Reproches ostentatoires
De Bagdad à Téhéran, des dignitaires musulmans s'élèvent contre la future loi française sur le port du voile à l'école.
Jérôme Cordelier
«Il est impossible d'interdire le port du voile, il s'agit d'un devoir religieux chez les musulmans. » Au moment où Luc Ferry planche sur la future loi interdisant à l'école des signes religieux « ostensibles », en Irak, le chef chiite Moqtada Sadr ne décolère pas contre cette décision « insolente », appelant au boycott des produits français.
Du simple regret à l'exhortation, nombre de dignitaires musulmans ont fait leur miel de la décision française. Jusqu'au président iranien Khatami demandant à son homologue français d'annuler « sa décision erronée » - en début de semaine, quelque 150 étudiants islamistes, dont des filles en tchador, manifestaient devant l'ambassade de France à Téhéran... Exception notable : le cheikh d'Al-Azhar au Caire, Mohamed Sayed Tantaoui, autorité suprême de l'islam sunnite, n'est pas intervenu, considérant qu'il s'agissait d'« une affaire intérieure française ».

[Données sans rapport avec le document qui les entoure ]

//! Shared primitives for all Rust crates in Staffdeck.

#![forbid(unsafe_code)]

use serde::{Deserialize, Serialize};
use thiserror::Error;

/// Result type used across Staffdeck crates.
pub type AppResult<T> = Result<T, AppError>;

/// A validated non-empty UTF-8 string.
#[derive(Debug, Clone, PartialEq, Eq, Hash, Serialize, Deserialize)]
pub struct NonEmptyString(String);

impl NonEmptyString {
    /// Creates a validated non-empty string.
    pub fn new(value: impl Into<String>) -> AppResult<Self> {
        let value = value.into();
        if value.trim().is_empty() {
            return Err(AppError::Validation(
                "value must not be empty or whitespace".to_owned(),
            ));
        }

        Ok(Self(value))
    }

    /// Returns the underlying string slice.
    #[must_use]
    pub fn as_str(&self) -> &str {
        self.0.as_str()
    }
}

impl From<NonEmptyString> for String {
    fn from(value: NonEmptyString) -> Self {
        value.0
    }
}

/// Common application error categories.
#[derive(Debug, Error)]
pub enum AppError {
    /// Invalid input or violated invariant.
    #[error("validation error: {0}")]
    Validation(String),

    /// Requested resource does not exist.
    #[error("not found: {0}")]
    NotFound(String),

    /// Operation conflicts with more recent state.
    #[error("conflict: {0}")]
    Conflict(String),

    /// Credentials rejected or no active session. The payload carries the
    /// service's own message verbatim so callers can surface it unchanged.
    #[error("unauthorized: {0}")]
    Unauthorized(String),

    /// User is authenticated but blocked by authorization policy.
    #[error("forbidden: {0}")]
    Forbidden(String),

    /// Network unreachable or malformed response from an external service.
    #[error("transport error: {0}")]
    Transport(String),

    /// Internal unexpected error.
    #[error("internal error: {0}")]
    Internal(String),
}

Voici Chirac conspué dans cette partie du globe qui le glorifiait au début de la guerre contre l'Irak. « Le débat va déborder sur les rapports entre les mondes musulman et chrétien, pronostique Semih Vaner, chercheur au Ceri, à Paris. La France a beaucoup contribué à ce que le voile devienne un symbole énorme, démesuré. »
Si sept Français sur dix soutiennent la loi, l'initiative laisse perplexes nombre de pays occidentaux : « Laïcisme dogmatique », pour le chef de l'Eglise anglicane ; « aversion contre la foi d'une personne », selon le cardinal Pompedda, haut responsable du Vatican ; et « source importante de préoccupation » ( !) dans le rapport annuel sur la liberté religieuse du Département d'Etat américain. Même Gerhard Schröder, ennemi du port du voile par des fonctionnaires, n'y est pas hostile à l'école.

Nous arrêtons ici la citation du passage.